When the British first arrived they were good at bringing little parts of Britain along with them, from classic English food to croquet – not to mention the iconic Promenade des Anglais, built at the suggestion of a group of English visitors and funded by English lawyer and clergyman Lewis Way. With wellness at the heart of a stay back then, why not indulge in a modern take at the spa at Boscolo Exedra (a good place to stay too if you like a lively bar scene, and a location near the old town), or Spa 27 at the Westminster.

 

From the bustle of Nice be sure to visit some of the smaller towns and villages that exude a quieter charm. Saint-Raphaël and neighbouring Fréjus are two perfect spots that provide views of the dramatic Esterel mountains and equally spectacular blue sea. With sandy beaches, marinas, pretty streets and seafront food markets the area is a delightful haven. Stay at the La Villa Mauresque, originally built in the 1880s as a private residence for a Pacha, and now operating as a luxury hotel. For big bucks glamour you cannot go wrong with the Grand Hotel du Cap-Ferrat, a magnificent destination in itself with a pool club and a selection of restaurants and bars to fill an indulgent stay.

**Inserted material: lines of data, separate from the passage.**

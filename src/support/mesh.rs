//! Minimal unstructured mesh container.
//!
//! Mesh generation and partitioning live elsewhere. This container only holds
//! what assembly needs: vertex coordinates, element connectivity, and the
//! boundary sides that carry natural or Robin conditions.

use nalgebra::Point3;

/// Supported element shapes.
#[derive(Debug, Clone, Copy, PartialEq, Eq, Hash)]
pub enum ElementKind {
    /// Two-node line segment.
    Edge2,
    /// Three-node triangle in the `xy` plane.
    Tri3,
}

impl ElementKind {
    /// Number of vertices.
    #[must_use]
    pub fn n_vertices(self) -> usize {
        match self {
            Self::Edge2 => 2,
            Self::Tri3 => 3,
        }
    }

    /// Number of sides (end points for edges, edges for triangles).
    #[must_use]
    pub fn n_sides(self) -> usize {
        self.n_vertices()
    }

    /// Reference dimension.
    #[must_use]
    pub fn dim(self) -> usize {
        match self {
            Self::Edge2 => 1,
            Self::Tri3 => 2,
        }
    }
}

/// An element: a shape and its vertex indices into [`Mesh::points`].
#[derive(Debug, Clone, PartialEq)]
pub struct Element {
    pub kind: ElementKind,
    pub nodes: Vec<usize>,
}

/// An element side lying on the domain boundary.
#[derive(Debug, Clone, Copy, PartialEq, Eq)]
pub struct BoundarySide {
    pub element: usize,
    pub side: usize,
    pub boundary_id: u16,
}

/// Vertices, elements, and boundary sides.
#[derive(Debug, Clone, PartialEq)]
pub struct Mesh {
    dim: usize,
    points: Vec<Point3<f64>>,
    elements: Vec<Element>,
    boundary_sides: Vec<BoundarySide>,
}

impl Mesh {
    /// Creates a mesh from its parts.
    ///
    /// # Panics
    ///
    /// Panics if an element references a missing vertex, has the wrong vertex
    /// count, or a boundary side references a missing element or side.
    #[must_use]
    pub fn new(
        dim: usize,
        points: Vec<Point3<f64>>,
        elements: Vec<Element>,
        boundary_sides: Vec<BoundarySide>,
    ) -> Self {
        for (id, element) in elements.iter().enumerate() {
            assert_eq!(
                element.nodes.len(),
                element.kind.n_vertices(),
                "element {id} has the wrong vertex count"
            );
            assert!(
                element.nodes.iter().all(|&n| n < points.len()),
                "element {id} references a missing vertex"
            );
        }
        for side in &boundary_sides {
            assert!(
                side.element < elements.len()
                    && side.side < elements[side.element].kind.n_sides(),
                "boundary side {side:?} does not exist"
            );
        }

        Self {
            dim,
            points,
            elements,
            boundary_sides,
        }
    }

    /// Builds a uniform 1-D mesh of `n_elements` segments on `[x0, x1]`.
    ///
    /// The left end carries boundary id 0 and the right end boundary id 1.
    ///
    /// # Panics
    ///
    /// Panics if `n_elements` is zero.
    #[must_use]
    pub fn line(n_elements: usize, x0: f64, x1: f64) -> Self {
        assert!(n_elements > 0, "a line mesh needs at least one element");

        let h = (x1 - x0) / n_elements as f64;
        let points = (0..=n_elements)
            .map(|i| Point3::new(x0 + h * i as f64, 0.0, 0.0))
            .collect();
        let elements = (0..n_elements)
            .map(|i| Element {
                kind: ElementKind::Edge2,
                nodes: vec![i, i + 1],
            })
            .collect();
        let boundary_sides = vec![
            BoundarySide {
                element: 0,
                side: 0,
                boundary_id: 0,
            },
            BoundarySide {
                element: n_elements - 1,
                side: 1,
                boundary_id: 1,
            },
        ];

        Self::new(1, points, elements, boundary_sides)
    }

    /// Mesh dimension.
    #[must_use]
    pub fn dim(&self) -> usize {
        self.dim
    }

    #[must_use]
    pub fn points(&self) -> &[Point3<f64>] {
        &self.points
    }

    #[must_use]
    pub fn elements(&self) -> &[Element] {
        &self.elements
    }

    #[must_use]
    pub fn boundary_sides(&self) -> &[BoundarySide] {
        &self.boundary_sides
    }

    /// Returns the vertex coordinates of element `id`.
    #[must_use]
    pub fn element_vertices(&self, id: usize) -> Vec<Point3<f64>> {
        self.elements[id]
            .nodes
            .iter()
            .map(|&n| self.points[n])
            .collect()
    }
}

#[cfg(test)]
mod tests {
    use super::*;

    use approx::assert_relative_eq;

    #[test]
    fn line_mesh_layout() {
        let mesh = Mesh::line(4, 0.0, 2.0);

        assert_eq!(mesh.dim(), 1);
        assert_eq!(mesh.points().len(), 5);
        assert_eq!(mesh.elements().len(), 4);
        assert_relative_eq!(mesh.points()[2].x, 1.0);

        let ends: Vec<_> = mesh
            .boundary_sides()
            .iter()
            .map(|s| (s.element, s.side, s.boundary_id))
            .collect();
        assert_eq!(ends, vec![(0, 0, 0), (3, 1, 1)]);
    }

    #[test]
    #[should_panic(expected = "references a missing vertex")]
    fn rejects_dangling_connectivity() {
        let _ = Mesh::new(
            1,
            vec![Point3::origin()],
            vec![Element {
                kind: ElementKind::Edge2,
                nodes: vec![0, 1],
            }],
            vec![],
        );
    }
}
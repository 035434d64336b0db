use std::collections::HashMap;

use crate::support::{
    config::ConfigError,
    fe::{FeFamily, FeOrder},
};

/// Handle to a registered variable.
///
/// Indices are assigned in registration order and never change.
#[derive(Debug, Clone, Copy, PartialEq, Eq, Hash, PartialOrd, Ord)]
pub struct VariableIndex(usize);

impl VariableIndex {
    pub(crate) fn new(index: usize) -> Self {
        Self(index)
    }

    /// Returns the raw index.
    #[must_use]
    pub fn get(self) -> usize {
        self.0
    }
}

/// A registered solution variable.
#[derive(Debug, Clone, PartialEq)]
pub struct Variable {
    name: String,
    index: VariableIndex,
    family: FeFamily,
    order: FeOrder,
    time_evolving: bool,
}

impl Variable {
    #[must_use]
    pub fn name(&self) -> &str {
        &self.name
    }

    #[must_use]
    pub fn index(&self) -> VariableIndex {
        self.index
    }

    #[must_use]
    pub fn family(&self) -> FeFamily {
        self.family
    }

    #[must_use]
    pub fn order(&self) -> FeOrder {
        self.order
    }

    /// True if the variable participates in time integration.
    #[must_use]
    pub fn is_time_evolving(&self) -> bool {
        self.time_evolving
    }
}

/// Maps variable names to indices and discretizations.
///
/// Owned by the assembly system. Physics modules keep only the
/// [`VariableIndex`] handles returned at registration.
#[derive(Debug, Clone, Default)]
pub struct VariableRegistry {
    dim: usize,
    variables: Vec<Variable>,
    by_name: HashMap<String, VariableIndex>,
}

impl VariableRegistry {
    /// Creates an empty registry for a mesh of dimension `dim`.
    #[must_use]
    pub fn new(dim: usize) -> Self {
        Self {
            dim,
            ..Self::default()
        }
    }

    /// Mesh dimension of the owning system.
    #[must_use]
    pub fn mesh_dimension(&self) -> usize {
        self.dim
    }

    /// Registers a new variable and returns its index.
    ///
    /// # Errors
    ///
    /// Returns [`ConfigError::DuplicateVariable`] if `name` is already taken.
    pub fn add_variable(
        &mut self,
        name: impl Into<String>,
        order: FeOrder,
        family: FeFamily,
    ) -> Result<VariableIndex, ConfigError> {
        let name = name.into();
        if self.by_name.contains_key(&name) {
            return Err(ConfigError::DuplicateVariable { name });
        }

        let index = VariableIndex(self.variables.len());
        log::debug!("registered variable `{name}` as {index:?} ({family}, {order})");

        self.by_name.insert(name.clone(), index);
        self.variables.push(Variable {
            name,
            index,
            family,
            order,
            time_evolving: false,
        });
        Ok(index)
    }

    /// Marks a variable as participating in time integration.
    ///
    /// # Panics
    ///
    /// Panics if `var` was not issued by this registry.
    pub fn time_evolving(&mut self, var: VariableIndex) {
        self.variables
            .get_mut(var.0)
            .unwrap_or_else(|| panic!("{var:?} is not a registered variable"))
            .time_evolving = true;
    }

    /// Returns the variable behind `var`.
    ///
    /// # Panics
    ///
    /// Panics if `var` was not issued by this registry.
    #[must_use]
    pub fn variable(&self, var: VariableIndex) -> &Variable {
        self.variables
            .get(var.0)
            .unwrap_or_else(|| panic!("{var:?} is not a registered variable"))
    }

    /// Looks up a variable by name.
    #[must_use]
    pub fn variable_number(&self, name: &str) -> Option<VariableIndex> {
        self.by_name.get(name).copied()
    }

    #[must_use]
    pub fn len(&self) -> usize {
        self.variables.len()
    }

    #[must_use]
    pub fn is_empty(&self) -> bool {
        self.variables.is_empty()
    }

    /// Iterates variables in index order.
    pub fn iter(&self) -> impl Iterator<Item = &Variable> {
        self.variables.iter()
    }
}
use thiserror::Error;

use crate::support::{fe::FeError, property::PropertyError};

/// Recoverable failures while assembling one element or side.
///
/// These do not indicate a bug. The nonlinear solver receiving one should
/// reject the current evaluation and retry, for example with a smaller step.
#[derive(Debug, Clone, PartialEq, Error)]
pub enum AssemblyError {
    /// A derived quantity was not finite or outside its physical range.
    #[error("non-physical {quantity} = {value} on element {element}, quadrature point {qp}")]
    NonPhysical {
        quantity: &'static str,
        value: f64,
        element: usize,
        qp: usize,
    },

    /// A property evaluator rejected the local state.
    #[error("{quantity} evaluation failed on element {element}")]
    Property {
        quantity: &'static str,
        element: usize,
        #[source]
        source: PropertyError,
    },

    /// Finite-element data could not be evaluated (e.g. a collapsed element).
    #[error("finite element evaluation failed on element {element}")]
    Fe {
        element: usize,
        #[source]
        source: FeError,
    },
}

impl AssemblyError {
    /// Returns `value` if it is finite and strictly positive.
    ///
    /// # Errors
    ///
    /// Returns [`AssemblyError::NonPhysical`] otherwise.
    pub fn check_positive(
        quantity: &'static str,
        value: f64,
        element: usize,
        qp: usize,
    ) -> Result<f64, Self> {
        if value.is_finite() && value > 0.0 {
            Ok(value)
        } else {
            Err(Self::NonPhysical {
                quantity,
                value,
                element,
                qp,
            })
        }
    }

    /// Returns `value` if it is finite.
    ///
    /// # Errors
    ///
    /// Returns [`AssemblyError::NonPhysical`] otherwise.
    pub fn check_finite(
        quantity: &'static str,
        value: f64,
        element: usize,
        qp: usize,
    ) -> Result<f64, Self> {
        if value.is_finite() {
            Ok(value)
        } else {
            Err(Self::NonPhysical {
                quantity,
                value,
                element,
                qp,
            })
        }
    }
}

Suites come with sea views (there is a funicular to take you down to the beach itself) while others boast their own private pool for more secluded relaxation.

 

 

Fit for a queen and for those wanting to see and be seen for over 150 years, this year join in the tradition and soak in the Mediterranean blue waters, the mild air and stunning views of Nice and the Riviera. Without the need to travel by train and boat to get there (though Victoria did have use of the royal yacht to cross the channel), you’ll be there in just a few hours in the comfort of a private jet, transported from dull grey winter days to some seaside warmth, colour and glamour.